The World Bank has urged the Nigerian government to urgently reduce high import tariffs and lift certain import bans as part of a fast-track strategy to ease soaring prices and mitigate rising poverty levels across the country. The recommendation comes amid persistent inflation and escalating costs of basic goods that have strained household incomes nationwide.
World Bank’s Advisory
In a statement released on Wednesday, the World Bank emphasized that Nigeria’s current import restrictions and elevated tariffs are contributing to high consumer prices and limiting access to essential goods. The multilateral lender argued that easing trade barriers could have immediate benefits, particularly for food, agricultural inputs, and industrial raw materials.
The World Bank’s report highlighted:
- High tariffs on essential imports have increased the cost of goods and raised production costs for local manufacturers.
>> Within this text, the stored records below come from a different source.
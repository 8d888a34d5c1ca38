//! Packet builders for host-to-device datagrams.
//!
//! These are sent over UDP to the discovery port, either broadcast or
//! directly to a device.

use std::net::Ipv4Addr;

use bytes::{BufMut, Bytes, BytesMut};

use super::checksum::xor_checksum;
use super::{COMMAND_TAG, OPCODE_UPDATE_CONFIG, RESET_MAGIC};
use crate::error::FormatError;
use crate::types::{HardwareAddress, UpdateConfigRequest};

/// Build the 13-byte discovery request: tag, six zero bytes, checksum.
pub fn encode_discovery_request() -> Bytes {
    let mut buf = BytesMut::with_capacity(13);
    buf.put_slice(COMMAND_TAG);
    buf.put_bytes(0, 6);
    let cs = xor_checksum(&buf);
    buf.put_u8(cs);
    buf.freeze()
}

/// Build a reset command: hardware address followed by the reset magic.
///
/// The reset packet carries no checksum.
pub fn encode_reset(hw_address: &str) -> Result<Bytes, FormatError> {
    let hw: HardwareAddress = hw_address.parse()?;

    let mut buf = BytesMut::with_capacity(6 + RESET_MAGIC.len());
    buf.put_slice(&hw.octets());
    buf.put_slice(RESET_MAGIC);
    Ok(buf.freeze())
}

/// Build an update-config command.
///
/// Layout: tag(6) hw(6) opcode(1) device ip(4) mask(4) gateway(4)
/// server ip(4) server port BE(2) checksum(1).
///
/// The subnet mask is only checked for IPv4 syntax; restricting it to a set
/// of allowed masks is up to the caller.
pub fn encode_update_config(request: &UpdateConfigRequest) -> Result<Bytes, FormatError> {
    let hw: HardwareAddress = request.hw_address.parse()?;
    let device_ip = parse_ipv4("device IP", &request.device_ip)?;
    let subnet_mask = parse_ipv4("subnet mask", &request.subnet_mask)?;
    let gateway = parse_ipv4("gateway", &request.gateway)?;
    let server_ip = parse_ipv4("server IP", &request.server_ip)?;
    let server_port = parse_port(request.server_port)?;

    let mut buf = BytesMut::with_capacity(32);
    buf.put_slice(COMMAND_TAG);
    buf.put_slice(&hw.octets());
    buf.put_u8(OPCODE_UPDATE_CONFIG);
    buf.put_slice(&device_ip.octets());
    buf.put_slice(&subnet_mask.octets());
    buf.put_slice(&gateway.octets());
    buf.put_slice(&server_ip.octets());
    buf.put_u16(server_port);
    let cs = xor_checksum(&buf);
    buf.put_u8(cs);
    Ok(buf.freeze())
}

/// Parse a dotted-quad IPv4 string, naming the field on failure.
pub fn parse_ipv4(field: &'static str, value: &str) -> Result<Ipv4Addr, FormatError> {
    value.trim().parse().map_err(|_| FormatError::Ipv4 {
        field,
        value: value.to_string(),
    })
}

fn parse_port(port: u32) -> Result<u16, FormatError> {
    match u16::try_from(port) {
        Ok(p) if p != 0 => Ok(p),
        _ => Err(FormatError::Port(port)),
    }
}
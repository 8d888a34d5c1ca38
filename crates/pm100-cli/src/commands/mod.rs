//! Command implementations.

pub mod config;
pub mod interfaces;
pub mod reset;
pub mod scan;
pub mod serve;
pub mod update;

pub use config::run_config;
pub use interfaces::run_interfaces;
pub use reset::run_reset;
pub use scan::run_scan;
pub use serve::run_serve;
pub use update::run_update;

use std::time::Duration;

use tokio::sync::mpsc::UnboundedReceiver;
use tokio::time::timeout;

use pm100_core::events::ScanEvent;

/// How long a command waits for the background send to report back.
const SEND_SETTLE: Duration = Duration::from_millis(300);

/// Collect the scanner's log lines until it has been quiet for a moment.
pub(crate) async fn collect_send_log(events: &mut UnboundedReceiver<ScanEvent>) -> Vec<String> {
    let mut lines = Vec::new();
    while let Ok(Some(event)) = timeout(SEND_SETTLE, events.recv()).await {
        if let ScanEvent::Log(line) = event {
            lines.push(line);
        }
    }
    lines
}
//! Interfaces command implementation.

use pm100_core::config::DiscoveryConfig;
use pm100_core::net::{broadcast_targets_for, interface_addresses, preferred_address_from};

use crate::error::CliError;
use crate::output::{get_formatter, InterfaceReport};

/// Run the interfaces command
pub fn run_interfaces(config: &DiscoveryConfig, json: bool) -> Result<(), CliError> {
    let formatter = get_formatter(json);

    let addresses = interface_addresses()?;
    let mut local = Vec::new();
    for iface in addresses.iter().filter(|a| !a.is_loopback) {
        if !local.contains(&iface.address) {
            local.push(iface.address);
        }
    }

    let report = InterfaceReport {
        search_mask: config.search_mask,
        broadcast_targets: broadcast_targets_for(&local, config.search_mask),
        preferred: preferred_address_from(&local),
        addresses,
    };

    println!("{}", formatter.format_interfaces(&report));
    Ok(())
}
- Import bans on certain products, while intended to boost local production, have inadvertently limited supply and fueled price inflation.
- Rising poverty and inequality, with millions of Nigerians facing food insecurity, worsened by elevated import costs.
A senior World Bank economist stated, “Immediate reductions in tariffs and the removal of specific import bans would provide a much-needed relief to consumers, enhance market efficiency, and protect vulnerable households from the worst effects of inflation.”
Economic Context in Nigeria
Nigeria has experienced sustained inflationary pressure, with the Consumer Price Index (CPI) rising sharply over the past months. Food prices, in particular, have surged, accounting for a significant portion of household expenditure. High import tariffs and restrictive trade policies have been cited as key drivers of the price increases, alongside supply chain disruptions and global commodity volatility.
The World Bank also noted that Nigeria’s economic growth has slowed in part due to policy constraints that hinder trade competitiveness. With a large proportion of the population living below the poverty line, any measures to ease the cost of living are deemed critical.
Potential Benefits of the Recommendations
Reducing tariffs and lifting certain bans could:
Lower the cost of imported food, fertilizers, and industrial inputs.
- Increase market availability and stabilize prices of essential goods.
- Encourage local producers to compete more efficiently, fostering industrial growth.
- Support poverty alleviation by improving purchasing power among low-income households.
Analysts also suggest that such reforms would strengthen Nigeria’s position in global trade and investment, sending a positive signal to foreign investors about a commitment to liberalized and market-friendly policies.
While the federal government has yet to formally respond to the World Bank’s recommendations, officials have acknowledged the urgency of addressing rising prices and ensuring food security. The Ministry of Finance and Ministry of Trade and Investment are reportedly reviewing measures to balance protection of local industries with the need to reduce inflationary pressures.
Critics caution that sudden tariff reductions and removal of bans could impact local producers who rely on government protection from cheaper imports. As such, any policy adjustments will require careful calibration to protect domestic industries while providing relief to consumers.
Experts suggest a phased approach: targeted tariff reductions on essential items, paired with support for local industries through subsidies, capacity building, and incentives for productivity.
The World Bank’s call highlights the urgent need for Nigeria to rethink its trade and fiscal policies in the face of mounting inflation and poverty. With millions of households struggling to meet basic needs, swift and well-planned reforms could provide critical relief, stabilize the economy, and improve the welfare of ordinary Nigerians.